H. Jackson Brown, Jr.
I have been driving by this sign outside a nearby church for couple of weeks now. The first time I thought is was ‘cute’. The second and third time however I started to wonder just what it meant that gave it a place on a church sign. ‘Nerve’ could be translated as ‘fear not’ while ‘temper’ could fall under the ‘do unto others as you would have them do unto you. After all who likes it when someone loses their temper at them! But the car keys? Was that just a throw away line, something to make you smile as you read it? After all, who among us has not misplaced, if not actually lost their car keys, with all the angst that brings with it.
But perhaps, just perhaps, the car keys are actually the main point. When we lose them there is the resulting inconvenience, cost [especially in these days of car keys with micro-chips], disruption, and blame. Once they are found or replaced, then life can go on as before. so if we lose our car keys our life as we know it stops until they are found. We have essentially lost control.
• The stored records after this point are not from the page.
//! Benchmarks for history engine hot paths.
//!
//! Measures commit cost for the two interesting outcomes (recorded frame vs
//! dedup hit), eviction steady-state at capacity, and cursor moves.
//!
//! Run with: cargo bench -p gridstate-history --bench history_bench

use criterion::{Criterion, criterion_group, criterion_main};
use std::hint::black_box;
use std::sync::Arc;

use gridstate_history::{EditHistory, HistoryConfig};

const ROWS: usize = 64;

fn rows(tag: u64) -> Vec<u64> {
    (0..ROWS as u64).map(|i| i.wrapping_mul(31) ^ tag).collect()
}

fn bench_commit(c: &mut Criterion) {
    let mut group = c.benchmark_group("history/commit");

    // Every commit records a new frame; the engine stays under capacity.
    group.bench_function("recorded", |b| {
        let mut engine = EditHistory::with_config(rows(0), HistoryConfig::unlimited());
        let mut tag = 0u64;
        b.iter(|| {
            tag += 1;
            engine.commit(black_box(rows(tag)));
        })
    });

    // Every commit is a dedup hit against the cursor frame.
    group.bench_function("dedup_hit", |b| {
        let mut engine = EditHistory::new(rows(0));
        let shared = Arc::new(rows(1));
        engine.commit_arc(Arc::clone(&shared));
        b.iter(|| engine.commit_arc(black_box(Arc::clone(&shared))))
    });

    // At capacity: every recorded commit also evicts the oldest frame.
    group.bench_function("evicting", |b| {
        let config = HistoryConfig::structural().with_limit(50);
        let mut engine = EditHistory::with_config(rows(0), config);
        let mut tag = 0u64;
        for _ in 0..50 {
            tag += 1;
            engine.commit(rows(tag));
        }
        b.iter(|| {
            tag += 1;
            engine.commit(black_box(rows(tag)));
        })
    });

    group.finish();
}

fn bench_cursor_moves(c: &mut Criterion) {
    let mut group = c.benchmark_group("history/cursor");

    group.bench_function("undo_redo_pair", |b| {
        let mut engine = EditHistory::with_config(rows(0), HistoryConfig::unlimited());
        for tag in 1..100 {
            engine.commit(rows(tag));
        }
        b.iter(|| {
            black_box(engine.undo());
            black_box(engine.redo());
        })
    });

    group.bench_function("is_dirty", |b| {
        let mut engine = EditHistory::new(rows(0));
        engine.commit(rows(1));
        b.iter(|| black_box(engine.is_dirty()))
    });

    group.finish();
}

criterion_group!(benches, bench_commit, bench_cursor_moves);
criterion_main!(benches);
#![forbid(unsafe_code)]

//! GridState History
//!
//! Bounded undo/redo history with dirty tracking for an editable record
//! collection, built to sit behind an editable grid or table UI.
//!
//! # Key Components
//!
//! - [`EditHistory`] - The history engine: commit, undo, redo, reset, and
//!   baseline management over a sequence of records
//! - [`HistoryConfig`] - Frame capacity plus injected normalization and
//!   comparison strategies
//! - [`Snapshot`] - Comparable representation of a collection, produced by a
//!   normalization strategy
//! - [`HistoryState`] - Bundled read-only view of the observable state
//!
//! # How it fits in a system
//!
//! The engine is a pure in-memory structure with no I/O and no failure
//! states. A UI adapter drives it: call [`EditHistory::commit`] whenever the
//! UI produces a new collection, surface undo/redo controls gated on
//! [`EditHistory::can_undo`]/[`EditHistory::can_redo`], and re-derive UI
//! state from [`EditHistory::state`] after every operation.
//!
//! ```
//! use gridstate_history::EditHistory;
//!
//! let mut history = EditHistory::new(vec!["alpha".to_string()]);
//! history.commit(vec!["alpha".into(), "beta".into()]);
//! assert!(history.is_dirty());
//!
//! history.undo();
//! assert_eq!(history.value(), ["alpha".to_string()]);
//! assert!(!history.is_dirty());
//! ```

pub mod engine;
pub mod snapshot;

pub use engine::{
    CompareFn, DEFAULT_LIMIT, EditHistory, Frame, HistoryConfig, HistoryState, NormalizeFn,
};
pub use snapshot::Snapshot;
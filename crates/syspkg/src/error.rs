//! Error types for apt operations.
//!
//! Every variant carries the context needed to report a failed install
//! without re-running anything: package installation is never retried,
//! a non-zero exit aborts the whole provisioning run.

use thiserror::Error;

/// Errors that can occur during apt operations.
#[derive(Debug, Error)]
pub enum Error {
    /// apt-get is not installed or not found in PATH
    #[error("apt-get not found; this host does not look like a Debian/Ubuntu system")]
    AptNotFound,

    /// `apt-get update` exited non-zero
    #[error("package index update failed: {stderr}")]
    UpdateFailed {
        /// Standard error output from apt-get
        stderr: String,
    },

    /// `apt-get install` exited non-zero for a package
    #[error("install failed for package {package}: {stderr}")]
    InstallFailed {
        /// Name of the package that failed to install
        package: String,
        /// Standard error output from apt-get
        stderr: String,
    },

    /// Command could not be spawned at all
    #[error("command failed: {message}")]
    CommandFailed {
        /// Description of what command failed
        message: String,
    },

    /// IO error
    #[error("IO error: {0}")]
    Io(#[from] std::io::Error),
}

/// Result type for apt operations.
pub type Result<T> = std::result::Result<T, Error>;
So what these ten words are telling me in effect is: don’t be afraid, treat others as I want them to treat me, and don’t lose control of my life! Hmmmmmm????
But maybe losing the car keys is actually what I should be doing. Maybe, just maybe, I am not meant to be in the driver’s seat. Maybe there is a more counter-intuitive way to live.
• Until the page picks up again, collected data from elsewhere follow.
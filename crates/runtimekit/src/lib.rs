//! # runtimekit
//!
//! Pure Rust library for resolving and installing pinned Node.js runtimes.
//!
//! This crate provides functionality for:
//! - Reading the required runtime version from a project manifest
//!   (`engines.node` in package.json), with a fixed fallback default
//! - Installing the nvm version manager on demand
//! - Installing and activating a specific Node.js version
//!
//! ## Resolution Semantics
//!
//! The version field has three meaningfully distinct shapes:
//!
//! | manifest                          | result                         |
//! |-----------------------------------|--------------------------------|
//! | no `engines.node` field           | fallback default ("16")        |
//! | `"engines": {"node": "18.17.0"}`  | "18.17.0"                      |
//! | `"engines": {"node": null}`       | error - configuration defect   |
//!
//! The null case never falls back: a field someone wrote and left null is
//! treated as a broken manifest, not an unpinned one.
//!
//! ## Example
//!
//! ```no_run
//! use runtimekit::{NvmInstaller, resolve_version};
//! use std::path::Path;
//!
//! let version = resolve_version(Path::new("backend/package.json")).unwrap();
//!
//! let installer = NvmInstaller::new();
//! if !installer.is_manager_installed() {
//!     installer.install_manager().unwrap();
//! }
//! if !installer.is_version_installed(&version).unwrap() {
//!     installer.install(&version).unwrap();
//! }
//! ```

#![warn(missing_docs)]
#![warn(clippy::all)]

pub mod error;
pub mod nvm;
pub mod resolve;

pub use error::{Error, Result};
pub use nvm::{NVM_VERSION, NvmInstaller};
pub use resolve::{DEFAULT_VERSION, resolve_version};
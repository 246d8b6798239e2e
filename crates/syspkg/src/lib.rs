//! # syspkg
//!
//! Pure Rust library for apt system package management.
//!
//! This crate provides functionality for:
//! - Checking whether a package is installed (dpkg status, no side effects)
//! - Refreshing the package index and installing packages noninteractively
//! - Substituting the real apt CLI with a mock backend in tests
//!
//! ## Example
//!
//! ```no_run
//! use syspkg::Client;
//!
//! // Create a client
//! let client = Client::new().expect("apt not available");
//!
//! // Install only what is missing
//! if !client.is_installed("mysql-server").unwrap() {
//!     client.update().unwrap();
//!     client.install("mysql-server").unwrap();
//! }
//! ```

#![warn(missing_docs)]
#![warn(clippy::all)]

pub mod backend;
pub mod error;

pub use backend::{Backend, MockBackend};
pub use error::{Error, Result};

use backend::apt::AptBackend;

/// High-level client for apt operations.
///
/// The client wraps a backend and provides the operations the provisioning
/// pipeline needs: an installed-check as the idempotency predicate and the
/// update+install sequence as the mutating action.
pub struct Client {
    backend: Box<dyn Backend>,
}

impl Client {
    /// Create a new Client with the default backend.
    ///
    /// Returns an error if apt-get is not installed.
    pub fn new() -> Result<Self> {
        let backend = AptBackend::new()?;
        Ok(Self {
            backend: Box::new(backend),
        })
    }

    /// Create a client with a custom backend (useful for testing).
    pub fn with_backend(backend: Box<dyn Backend>) -> Self {
        Self { backend }
    }

    /// Check if the package manager is available.
    pub fn is_available(&self) -> bool {
        self.backend.is_available()
    }

    /// Refresh the package index.
    pub fn update(&self) -> Result<()> {
        self.backend.update()
    }

    /// Install a package.
    pub fn install(&self, package: &str) -> Result<()> {
        self.backend.install(package)
    }

    /// Check if a package is installed.
    pub fn is_installed(&self, package: &str) -> Result<bool> {
        self.backend.is_installed(package)
    }
}
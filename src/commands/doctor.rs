//! Doctor command - host capability checks

use anyhow::Result;
use colored::Colorize;

use crate::Context;
use crate::privilege;
use crate::probe::{CapabilityProbe, CommandProbe};
use crate::ui;

/// Tools the pipeline shells out to, with what each one is needed for
const TOOLS: &[(&str, &str)] = &[
    ("apt-get", "system package installs"),
    ("dpkg-query", "package status probes"),
    ("systemctl", "service registration"),
    ("mysql", "database provisioning"),
    ("bash", "step execution"),
    ("curl", "version manager bootstrap"),
    ("node", "application runtime (installed by the pipeline)"),
    ("npm", "dependency installs (installed by the pipeline)"),
];

pub fn run(ctx: &Context) -> Result<()> {
    run_with_probe(ctx, &CommandProbe)?;

    // PATH probes only prove the binary exists; ask the backend itself
    match syspkg::Client::new() {
        Ok(client) if client.is_available() => {
            ui::success("Package backend responding (apt-get --version)");
        }
        Ok(_) => ui::warn("apt-get found but not responding"),
        Err(e) => ui::warn(&format!("Package backend unavailable: {e}")),
    }

    Ok(())
}

fn run_with_probe(ctx: &Context, probe: &dyn CapabilityProbe) -> Result<()> {
    if !ctx.quiet {
        ui::header("Host capabilities");
    }

    let mut missing = 0;
    for (tool, purpose) in TOOLS {
        if probe.probe(tool) {
            println!("  {} {:<12} {}", "✓".green(), tool, purpose.dimmed());
        } else {
            missing += 1;
            println!("  {} {:<12} {}", "✗".red(), tool, purpose.dimmed());
        }
    }

    println!();
    if privilege::is_root() {
        ui::info("Running as root; provisioning can mutate this host");
    } else {
        ui::warn("Not running as root; 'stackup provision' will refuse to run");
    }

    if missing > 0 {
        ui::warn(&format!(
            "{missing} tool(s) missing; some may be installed by the pipeline itself"
        ));
    } else {
        ui::success("All tools present");
    }

    Ok(())
}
In a recent post the author Robin Meyer referred to Jesus as a ‘god-crazed misfit’. Doesn’t sound like somebody who should be in the driver’s seat to me! Yet as people who call ourselves Christians, we are by definition ‘ones who professes belief in the teachings of Jesus Christ’ [Merriam -Webster dictionary] As it says in 1 John 2:6 about Jesus ’whoever says, ‘I abide in him’, ought to walk just as he walked.’
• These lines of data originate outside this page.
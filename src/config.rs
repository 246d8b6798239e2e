//! Provisioning manifest (stackup.toml) and environment file loading
//!
//! The manifest is loaded once, validated, and passed around by reference;
//! nothing mutates it afterwards. Environment files are parsed into an
//! immutable map handed to child processes - the orchestrator's own process
//! environment is never touched.

use anyhow::{Context, Result, bail};
use serde::Deserialize;
use std::collections::{BTreeMap, BTreeSet};
use std::fs;
use std::path::{Path, PathBuf};

use crate::unit::{RestartPolicy, UnitKind};

/// Immutable key=value environment loaded from an env file
pub type EnvVars = BTreeMap<String, String>;

/// The provisioning manifest
#[derive(Debug, Deserialize)]
pub struct Manifest {
    #[serde(default)]
    pub host: HostConfig,

    #[serde(default)]
    pub runtime: RuntimeConfig,

    #[serde(default, rename = "project")]
    pub projects: Vec<ProjectConfig>,

    pub database: DatabaseConfig,

    #[serde(default)]
    pub migration: Option<MigrationConfig>,

    #[serde(default, rename = "service")]
    pub services: Vec<ServiceConfig>,

    #[serde(default)]
    pub readiness: ReadinessConfig,
}

/// Host-level concerns: system packages and the optional env file
#[derive(Debug, Default, Deserialize)]
pub struct HostConfig {
    /// System packages the deployment needs (apt names)
    #[serde(default)]
    pub packages: Vec<String>,

    /// Env file exported to child processes; when set, the file must exist
    pub env_file: Option<String>,
}

/// Runtime pinning
#[derive(Debug, Deserialize)]
pub struct RuntimeConfig {
    /// package.json to read `engines.node` from; when unset the default
    /// version is used directly
    pub manifest: Option<String>,

    /// Fallback when no manifest is configured at all
    #[serde(default = "default_runtime_version")]
    pub default_version: String,
}

impl Default for RuntimeConfig {
    fn default() -> Self {
        Self {
            manifest: None,
            default_version: default_runtime_version(),
        }
    }
}

/// One project directory whose dependencies get installed
#[derive(Debug, Clone, Deserialize)]
pub struct ProjectConfig {
    pub dir: String,

    #[serde(default = "default_install_command")]
    pub install_command: String,
}

/// Database server and credential configuration
#[derive(Debug, Clone, Deserialize)]
pub struct DatabaseConfig {
    pub user: String,
    pub password: String,
    /// Database name the user is scoped to
    pub name: String,

    #[serde(default = "default_db_host")]
    pub host: String,

    #[serde(default = "default_db_port")]
    pub port: u16,

    /// Unit name of the database server under the service manager
    #[serde(default = "default_db_service")]
    pub service: String,
}

/// Schema migration invocation
#[derive(Debug, Clone, Deserialize)]
pub struct MigrationConfig {
    /// Project directory the migration CLI runs in
    pub dir: String,

    /// Deploy-mode command; never the interactive dev mode
    #[serde(default = "default_migrate_command")]
    pub command: String,
}

/// One long-running (or oneshot) process to register
#[derive(Debug, Clone, Deserialize)]
pub struct ServiceConfig {
    pub name: String,
    pub command: String,
    pub dir: String,

    pub description: Option<String>,

    #[serde(default)]
    pub kind: UnitKind,

    #[serde(default)]
    pub restart: RestartPolicy,

    /// Start at boot
    #[serde(default = "default_true")]
    pub enable: bool,

    /// Extra environment baked into the unit (non-secret values only)
    #[serde(default)]
    pub env: BTreeMap<String, String>,

    /// TCP port polled by the readiness gate after start
    pub port: Option<u16>,
}

/// Readiness poll tuning
#[derive(Debug, Clone, Deserialize)]
pub struct ReadinessConfig {
    #[serde(default = "default_readiness_interval")]
    pub interval_secs: u64,

    #[serde(default = "default_readiness_attempts")]
    pub max_attempts: u32,
}

impl Default for ReadinessConfig {
    fn default() -> Self {
        Self {
            interval_secs: default_readiness_interval(),
            max_attempts: default_readiness_attempts(),
        }
    }
}

fn default_runtime_version() -> String {
    runtimekit::DEFAULT_VERSION.to_string()
}

fn default_install_command() -> String {
    "npm install".to_string()
}

fn default_db_host() -> String {
    "localhost".to_string()
}

fn default_db_port() -> u16 {
    3306
}

fn default_db_service() -> String {
    "mysql".to_string()
}

fn default_migrate_command() -> String {
    "npx prisma migrate deploy".to_string()
}

fn default_true() -> bool {
    true
}

fn default_readiness_interval() -> u64 {
    3
}

fn default_readiness_attempts() -> u32 {
    30
}

impl Manifest {
    /// Load and validate a manifest from a TOML file
    pub fn load(path: &Path) -> Result<Self> {
        let content = fs::read_to_string(path)
            .with_context(|| format!("Could not read {}", path.display()))?;
        let manifest: Self = toml::from_str(&content)
            .with_context(|| format!("Invalid manifest format in {}", path.display()))?;
        manifest.validate()?;
        Ok(manifest)
    }

    /// Structural validation beyond what serde enforces
    pub fn validate(&self) -> Result<()> {
        if self.database.user.is_empty() || self.database.name.is_empty() {
            bail!("database user and name must not be empty");
        }
        if self.database.port == 0 {
            bail!("database port must not be 0");
        }
        if self.readiness.max_attempts == 0 {
            bail!("readiness max_attempts must be at least 1");
        }

        let mut seen = BTreeSet::new();
        for service in &self.services {
            if service.name.is_empty() {
                bail!("service name must not be empty");
            }
            if !seen.insert(service.name.as_str()) {
                bail!("duplicate service name: {}", service.name);
            }
            if service.port == Some(0) {
                bail!("service {}: port must not be 0", service.name);
            }
        }

        for project in &self.projects {
            if project.dir.is_empty() {
                bail!("project dir must not be empty");
            }
        }

        Ok(())
    }
}

/// Resolve a manifest-declared directory against the manifest's location
///
/// Absolute paths and `~` expansions pass through; relative paths are
/// anchored at the manifest's parent directory.
pub fn resolve_dir(base: &Path, raw: &str) -> PathBuf {
    let expanded = shellexpand::tilde(raw);
    let path = Path::new(expanded.as_ref());
    if path.is_absolute() {
        path.to_path_buf()
    } else {
        base.join(path)
    }
}

/// Load an env file into an immutable map
pub fn load_env_file(path: &Path) -> Result<EnvVars> {
    let content = fs::read_to_string(path)
        .with_context(|| format!("Could not read env file {}", path.display()))?;
    Ok(parse_env(&content))
}

/// Parse key=value lines; comments and blanks are skipped
///
/// An optional `export ` prefix and surrounding quotes on the value are
/// stripped so ordinary dotenv files load as-is.
pub fn parse_env(content: &str) -> EnvVars {
    let mut vars = EnvVars::new();

    for line in content.lines() {
        let line = line.trim();
        if line.is_empty() || line.starts_with('#') {
            continue;
        }

        let line = line.strip_prefix("export ").unwrap_or(line);
        let Some((key, value)) = line.split_once('=') else {
            continue;
        };

        let key = key.trim();
        if key.is_empty() {
            continue;
        }

        let value = value.trim();
        let value = value
            .strip_prefix('"')
            .and_then(|v| v.strip_suffix('"'))
            .or_else(|| value.strip_prefix('\'').and_then(|v| v.strip_suffix('\'')))
            .unwrap_or(value);

        vars.insert(key.to_string(), value.to_string());
    }

    vars
}

#[cfg(test)]
mod tests {
    use super::*;

    const MINIMAL: &str = r#"
        [database]
        user = "app"
        password = "secret"
        name = "appdb"
    "#;

    #[test]
    fn test_minimal_manifest_defaults() {
        let manifest: Manifest = toml::from_str(MINIMAL).unwrap();
        manifest.validate().unwrap();

        assert!(manifest.host.packages.is_empty());
        assert_eq!(manifest.runtime.default_version, "16");
        assert_eq!(manifest.database.host, "localhost");
        assert_eq!(manifest.database.port, 3306);
        assert_eq!(manifest.database.service, "mysql");
        assert_eq!(manifest.readiness.interval_secs, 3);
        assert_eq!(manifest.readiness.max_attempts, 30);
        assert!(manifest.migration.is_none());
    }

    #[test]
    fn test_full_manifest() {
        let manifest: Manifest = toml::from_str(
            r#"
            [host]
            packages = ["mysql-server", "curl"]
            env_file = ".env"

            [runtime]
            manifest = "backend/package.json"

            [[project]]
            dir = "backend"

            [[project]]
            dir = "frontend"
            install_command = "npm ci"

            [database]
            user = "app"
            password = "secret"
            name = "appdb"
            port = 3307

            [migration]
            dir = "backend"

            [[service]]
            name = "backend"
            command = "node server.js"
            dir = "backend"
            port = 5000

            [readiness]
            interval_secs = 5
            max_attempts = 12
            "#,
        )
        .unwrap();
        manifest.validate().unwrap();

        assert_eq!(manifest.host.packages, vec!["mysql-server", "curl"]);
        assert_eq!(manifest.host.env_file.as_deref(), Some(".env"));
        assert_eq!(manifest.projects.len(), 2);
        assert_eq!(manifest.projects[0].install_command, "npm install");
        assert_eq!(manifest.projects[1].install_command, "npm ci");
        assert_eq!(manifest.database.port, 3307);
        assert_eq!(
            manifest.migration.as_ref().unwrap().command,
            "npx prisma migrate deploy"
        );
        assert_eq!(manifest.services[0].port, Some(5000));
        assert_eq!(manifest.readiness.interval_secs, 5);
    }

    #[test]
    fn test_validate_rejects_duplicate_service_names() {
        let manifest: Manifest = toml::from_str(
            r#"
            [database]
            user = "app"
            password = "secret"
            name = "appdb"

            [[service]]
            name = "backend"
            command = "a"
            dir = "x"

            [[service]]
            name = "backend"
            command = "b"
            dir = "y"
            "#,
        )
        .unwrap();

        let err = manifest.validate().unwrap_err();
        assert!(err.to_string().contains("duplicate service name"));
    }

    #[test]
    fn test_validate_rejects_zero_attempts() {
        let mut manifest: Manifest = toml::from_str(MINIMAL).unwrap();
        manifest.readiness.max_attempts = 0;
        assert!(manifest.validate().is_err());
    }

    #[test]
    fn test_load_from_file() {
        let tmp = tempfile::TempDir::new().unwrap();
        let path = tmp.path().join("stackup.toml");
        std::fs::write(&path, MINIMAL).unwrap();

        let manifest = Manifest::load(&path).unwrap();
        assert_eq!(manifest.database.user, "app");
    }

    #[test]
    fn test_load_missing_file() {
        let err = Manifest::load(Path::new("/nonexistent/stackup.toml")).unwrap_err();
        assert!(err.to_string().contains("Could not read"));
    }

    #[test]
    fn test_resolve_dir() {
        let base = Path::new("/srv/app");
        assert_eq!(
            resolve_dir(base, "backend"),
            PathBuf::from("/srv/app/backend")
        );
        assert_eq!(resolve_dir(base, "/opt/other"), PathBuf::from("/opt/other"));
    }

    #[test]
    fn test_parse_env() {
        let vars = parse_env(
            r#"
            # comment
            DB_HOST=localhost
            export DB_PORT=3306
            QUOTED="hello world"
            SINGLE='x'
            EMPTY=

            not a pair
            "#,
        );

        assert_eq!(vars.get("DB_HOST").unwrap(), "localhost");
        assert_eq!(vars.get("DB_PORT").unwrap(), "3306");
        assert_eq!(vars.get("QUOTED").unwrap(), "hello world");
        assert_eq!(vars.get("SINGLE").unwrap(), "x");
        assert_eq!(vars.get("EMPTY").unwrap(), "");
        assert_eq!(vars.len(), 5);
    }

    #[test]
    fn test_load_env_file_missing_is_an_error() {
        let err = load_env_file(Path::new("/nonexistent/.env")).unwrap_err();
        assert!(err.to_string().contains("Could not read env file"));
    }
}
Now a ‘god-crazed misfit’ doesn’t sound all that interested in control. He sounds just like someone who would hang out with the outcasts, those who no one in polite society will have anything to do with. Someone who would heal people both before they asked and without pay. Someone who would wander the countryside with a rag-tag bunch of followers relying on the generosity of others for his very sustenance. Someone who was anti-establishment enough to take on the might of the Roman Empire, knowing that he probably couldn’t win.
So perhaps what that message on the church sign should be saying to Christians today is “Never lose your nerve, or your temper, just your car keys!!”